As the UK is being forced to become less dependent on landfill, so this is having an impact on industry. Mechanical Biological Treatment may well hold the key to pre-treating waste, removing the organic component and reducing the amount sent to landfill.

To this end, Bord na Mona Environmental Products UK will be exhibiting its peat-based Monafil bio-filtration product, which is claimed to be capable of removing a broad range of sulphur and nitrogen-based compounds. According to director Bob Maloney, this process will be particularly useful in urban areas where there is likely to be a great deal of public concern about odour.

As with most exhibitions, running alongside ET & ES will be a technical seminar programme with themes including products and legislation, the future, and a segment entitled ‘How environmentally friendly are you?’ Among the many topics under discussion will be sustainability, new regulations on buildings and energy and efficiency.

Among the presenters will be Daianna Rincones, business support and development manager at Business in the Community, which represents one in five of the UK’s private sector workforce. She will be discussing sustainable products and profits, and will be making the case for sustainable innovation within the B2B industry, recognising that environmental constraints can be turned into opportunities for profit. Meanwhile, Prof Peter Braithwaite of Arup will be giving a talk entitled ‘How sustainable is your business?’

Other speakers include experts from the Institution of Chemical Engineers, Marches Energy Agency, nPower and the Environment Agency. Many of the seminars, masterclasses and conferences will also provide points on CPD (continuing professional development).

The event will also play a role in recruiting future business leaders. Advantage West Midlands will take a party of career advisers to the show to highlight the importance of the industry and encourage young people to see it as a valuable career option. And, to promote links between academia and business, technical advisers from regional universities will be on hand to provide companies with the latest research information.

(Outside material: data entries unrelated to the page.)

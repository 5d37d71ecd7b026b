//! 周期任务调度器
//!
//! 启动时把静态配置对账进数据库（新增/更新/删除），随后为每个
//! 任务维持一个内存中的单次定时器。刻度到达后先重臂下一个刻度
//! 再做入队工作，慢入队不会拖迟后续刻度。
//!
//! 多 scheduler 同时运行时依赖触发账本 (task_key, run_at) 的
//! 唯一约束：谁插入成功谁入队，其余实例静默跳过。

use std::sync::Arc;
use std::time::Duration;

use chrono::{DateTime, Utc};
use tokio::sync::broadcast;
use tokio::task::JoinSet;
use tracing::{debug, error, info, warn};

use conveyor_core::config::RecurringTaskConfig;
use conveyor_core::errors::{ErrorCallback, QueueError, Result};
use conveyor_core::models::{Job, NewJob, ProcessKind, ProcessRegistration, RecurringTask};
use conveyor_core::services::QueueService;
use conveyor_core::traits::{ProcessRepository, RecurringRepository};

use crate::cron_schedule::CronSchedule;

/// 单个刻度的触发结果
#[derive(Debug)]
pub enum FireOutcome {
    /// 本实例赢得该刻度，作业已入队
    Fired(Job),
    /// 其他实例已触发该刻度
    Skipped,
}

pub struct RecurringScheduler {
    recurring: Arc<dyn RecurringRepository>,
    queue: Arc<QueueService>,
    processes: Arc<dyn ProcessRepository>,
    heartbeat_interval: Duration,
    supervisor_id: Option<i64>,
    /// 主循环因存储层故障退出前调用一次
    on_error: Option<ErrorCallback>,
}

impl RecurringScheduler {
    pub fn new(
        recurring: Arc<dyn RecurringRepository>,
        queue: Arc<QueueService>,
        processes: Arc<dyn ProcessRepository>,
        heartbeat_interval: Duration,
    ) -> Self {
        Self {
            recurring,
            queue,
            processes,
            heartbeat_interval,
            supervisor_id: None,
            on_error: None,
        }
    }

    pub fn supervised_by(mut self, supervisor_id: i64) -> Self {
        self.supervisor_id = Some(supervisor_id);
        self
    }

    pub fn on_error(mut self, hook: ErrorCallback) -> Self {
        self.on_error = Some(hook);
        self
    }

    /// 把静态配置对账进数据库：逐条校验并 upsert，
    /// 删除配置中已不存在的任务。返回对账后的全量任务。
    pub async fn reconcile(&self, configs: &[RecurringTaskConfig]) -> Result<Vec<RecurringTask>> {
        let mut keys = Vec::with_capacity(configs.len());
        for config in configs {
            CronSchedule::validate(&config.schedule)?;
            let mut task = RecurringTask::new(&config.key, &config.schedule, &config.class);
            task.arguments = config.arguments.clone();
            task.queue_name = config.queue.clone();
            task.priority = config.priority;
            self.recurring.upsert_task(&task).await?;
            keys.push(config.key.clone());
        }

        let removed = self.recurring.delete_tasks_except(&keys).await?;
        if removed > 0 {
            info!("对账删除了 {} 个已移出配置的周期任务", removed);
        }
        self.recurring.list_tasks().await
    }

    /// 触发一个刻度：先在账本认领，认领成功才入队并回填 job_id
    pub async fn fire(&self, task: &RecurringTask, run_at: DateTime<Utc>) -> Result<FireOutcome> {
        if !self.recurring.record_fire(&task.key, run_at).await? {
            debug!("{} 刻度 {} 已被其他实例触发", task.entity_description(), run_at);
            return Ok(FireOutcome::Skipped);
        }

        let new_job = NewJob::new(&task.class_name, task.arguments.clone())
            .queue(&task.queue_name)
            .priority(task.priority);
        let job = self.queue.enqueue(new_job).await?;
        self.recurring.attach_job(&task.key, run_at, job.id).await?;

        info!(
            "{} 于 {} 触发，作业 {} 已入队",
            task.entity_description(),
            run_at,
            job.id
        );
        Ok(FireOutcome::Fired(job))
    }

    /// scheduler 主循环：注册进程，为每个任务运行一个定时循环
    ///
    /// 任一定时循环遇到存储层故障都会让整个 scheduler 退出：
    /// 上报错误回调后把 Err 抛给监管方
    pub async fn run(
        self: Arc<Self>,
        configs: &[RecurringTaskConfig],
        shutdown: broadcast::Receiver<()>,
    ) -> Result<()> {
        let result = self.run_inner(configs, shutdown).await;
        if let Err(e) = &result {
            error!("scheduler 循环因存储层故障退出: {e}");
            if let Some(hook) = &self.on_error {
                hook(e);
            }
        }
        result
    }

    async fn run_inner(
        self: &Arc<Self>,
        configs: &[RecurringTaskConfig],
        mut shutdown: broadcast::Receiver<()>,
    ) -> Result<()> {
        let mut registration = ProcessRegistration::generate(ProcessKind::Scheduler);
        if let Some(supervisor_id) = self.supervisor_id {
            registration = registration.supervised_by(supervisor_id);
        }
        let mut process = self.processes.register(&registration).await?;

        let tasks = self.reconcile(configs).await?;
        info!("scheduler {} 启动，共 {} 个周期任务", process.name, tasks.len());

        let mut timers = JoinSet::new();
        for task in tasks {
            let scheduler = Arc::clone(self);
            let shutdown = shutdown.resubscribe();
            timers.spawn(async move { scheduler.run_task_loop(task, shutdown).await });
        }

        let mut heartbeat = tokio::time::interval(self.heartbeat_interval);
        heartbeat.tick().await;
        loop {
            tokio::select! {
                _ = heartbeat.tick() => {
                    if !self.processes.heartbeat(process.id, Utc::now()).await? {
                        warn!("scheduler {} 的进程行已被清理，重新注册", process.name);
                        process = self.processes.register(&registration).await?;
                    }
                }
                // 定时循环只会带着 Err 提前结束；正常退出只发生在
                // 任务不再有下一个刻度时
                joined = timers.join_next(), if !timers.is_empty() => {
                    match joined {
                        Some(Ok(Err(e))) => return Err(e),
                        Some(Err(join_error)) => {
                            return Err(QueueError::Internal(format!(
                                "定时循环异常终止: {join_error}"
                            )));
                        }
                        _ => {}
                    }
                }
                _ = shutdown.recv() => break,
            }
        }

        // 定时循环各自持有 resubscribe 出来的接收端，会自行退出
        while timers.join_next().await.is_some() {}
        self.processes.deregister(process.id).await?;
        info!("scheduler {} 已退出", process.name);
        Ok(())
    }

    async fn run_task_loop(
        &self,
        task: RecurringTask,
        mut shutdown: broadcast::Receiver<()>,
    ) -> Result<()> {
        let schedule = match CronSchedule::parse(&task.schedule) {
            Ok(s) => s,
            Err(e) => {
                // reconcile 已校验过，这里只会在数据库被直接改动时出现
                error!("{} 表达式无效: {e}", task.entity_description());
                return Ok(());
            }
        };

        let mut next = match schedule.next_occurrence(Utc::now()) {
            Some(t) => t,
            None => {
                warn!("{} 不会再触发", task.entity_description());
                return Ok(());
            }
        };

        loop {
            let wait = (next - Utc::now())
                .to_std()
                .unwrap_or(std::time::Duration::ZERO);
            tokio::select! {
                _ = tokio::time::sleep(wait) => {}
                _ = shutdown.recv() => {
                    debug!("{} 定时循环退出", task.entity_description());
                    return Ok(());
                }
            }

            let run_at = next;
            // 先重臂再入队
            next = match schedule.next_occurrence(run_at) {
                Some(t) => t,
                None => {
                    warn!("{} 已到最后一个刻度", task.entity_description());
                    return Ok(());
                }
            };

            // 触发失败即存储层故障（账本或入队不可写），向上传递
            self.fire(&task, run_at).await?;
        }
    }
}

#[cfg(test)]
mod tests {
    use super::*;
    use async_trait::async_trait;
    use conveyor_core::services::ConcurrencyController;
    use conveyor_testing_utils::InMemoryStore;

    /// 账本不可写的周期任务仓储：对账正常，触发刻度时报存储故障
    struct ReadOnlyLedger {
        inner: InMemoryStore,
    }

    #[async_trait]
    impl RecurringRepository for ReadOnlyLedger {
        async fn upsert_task(&self, task: &RecurringTask) -> Result<RecurringTask> {
            self.inner.upsert_task(task).await
        }

        async fn list_tasks(&self) -> Result<Vec<RecurringTask>> {
            self.inner.list_tasks().await
        }

        async fn delete_tasks_except(&self, keys: &[String]) -> Result<u64> {
            self.inner.delete_tasks_except(keys).await
        }

        async fn record_fire(&self, _task_key: &str, _run_at: DateTime<Utc>) -> Result<bool> {
            Err(QueueError::DatabaseOperation("账本不可写".to_string()))
        }

        async fn attach_job(
            &self,
            task_key: &str,
            run_at: DateTime<Utc>,
            job_id: i64,
        ) -> Result<()> {
            self.inner.attach_job(task_key, run_at, job_id).await
        }
    }

    fn scheduler_with_store() -> (RecurringScheduler, InMemoryStore) {
        let store = InMemoryStore::new();
        let concurrency = Arc::new(ConcurrencyController::new(
            Arc::new(store.clone()),
            Arc::new(store.clone()),
        ));
        let queue = Arc::new(QueueService::new(Arc::new(store.clone()), concurrency));
        (
            RecurringScheduler::new(
                Arc::new(store.clone()),
                queue,
                Arc::new(store.clone()),
                Duration::from_secs(60),
            ),
            store,
        )
    }

    fn task_config(key: &str, schedule: &str) -> RecurringTaskConfig {
        RecurringTaskConfig {
            key: key.to_string(),
            schedule: schedule.to_string(),
            class: "PeriodicCleanup".to_string(),
            arguments: serde_json::json!({}),
            queue: "maintenance".to_string(),
            priority: 0,
        }
    }

    #[tokio::test]
    async fn test_reconcile_upserts_and_prunes() {
        let (scheduler, _store) = scheduler_with_store();

        let tasks = scheduler
            .reconcile(&[task_config("a", "@hourly"), task_config("b", "@daily")])
            .await
            .unwrap();
        assert_eq!(tasks.len(), 2);

        // b 移出配置后对账应删除它
        let tasks = scheduler
            .reconcile(&[task_config("a", "every 5 minutes")])
            .await
            .unwrap();
        assert_eq!(tasks.len(), 1);
        assert_eq!(tasks[0].key, "a");
        assert_eq!(tasks[0].schedule, "every 5 minutes");
    }

    #[tokio::test]
    async fn test_reconcile_rejects_invalid_schedule() {
        let (scheduler, _store) = scheduler_with_store();
        let result = scheduler.reconcile(&[task_config("bad", "whenever")]).await;
        assert!(result.is_err());
    }

    #[tokio::test]
    async fn test_fire_is_idempotent_per_tick() {
        let (scheduler, store) = scheduler_with_store();
        let tasks = scheduler
            .reconcile(&[task_config("cleanup", "@hourly")])
            .await
            .unwrap();
        let task = &tasks[0];
        let run_at = Utc::now();

        let first = scheduler.fire(task, run_at).await.unwrap();
        assert!(matches!(first, FireOutcome::Fired(_)));

        // 同一刻度的第二次触发（另一个 scheduler 实例）被账本拒绝
        let second = scheduler.fire(task, run_at).await.unwrap();
        assert!(matches!(second, FireOutcome::Skipped));

        assert_eq!(store.counts().jobs, 1);
        assert_eq!(store.counts().ready, 1);
    }

    #[tokio::test]
    async fn test_fired_job_lands_on_configured_queue() {
        let (scheduler, _store) = scheduler_with_store();
        let tasks = scheduler
            .reconcile(&[task_config("cleanup", "@hourly")])
            .await
            .unwrap();

        let outcome = scheduler.fire(&tasks[0], Utc::now()).await.unwrap();
        let FireOutcome::Fired(job) = outcome else {
            panic!("expected a fired job");
        };
        assert_eq!(job.queue_name, "maintenance");
        assert_eq!(job.class_name, "PeriodicCleanup");
    }

    #[tokio::test]
    async fn test_ledger_failure_stops_scheduler_run() {
        let store = InMemoryStore::new();
        let concurrency = Arc::new(ConcurrencyController::new(
            Arc::new(store.clone()),
            Arc::new(store.clone()),
        ));
        let queue = Arc::new(QueueService::new(Arc::new(store.clone()), concurrency));
        let scheduler = Arc::new(RecurringScheduler::new(
            Arc::new(ReadOnlyLedger {
                inner: store.clone(),
            }),
            queue,
            Arc::new(store.clone()),
            Duration::from_secs(60),
        ));

        // 每秒触发一次，首个刻度就会撞上不可写的账本
        let configs = [task_config("tick", "every second")];
        let (_tx, rx) = broadcast::channel(1);
        let result = tokio::time::timeout(Duration::from_secs(5), scheduler.run(&configs, rx))
            .await
            .expect("账本故障应让 scheduler 退出而不是继续触发");
        assert!(matches!(result, Err(QueueError::DatabaseOperation(_))));
        assert_eq!(store.counts().jobs, 0);
    }
}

Finally, Sustainabilitylive! will include the Environment and Energy Awards 2008. Representing the energy, environment and brownfield markets, these will mark excellence and achievement; recognise new and innovative technologies; and reward excellence in management and outstanding performance — allowing those attending the event to identify the top performers in their area.

Categories include the edie.net Environmental Manager of the Year; the Innovation Award for Environmental Technology; the Local Authority Environmental Manager of the Year and the Environment and Energy Product or Service Award.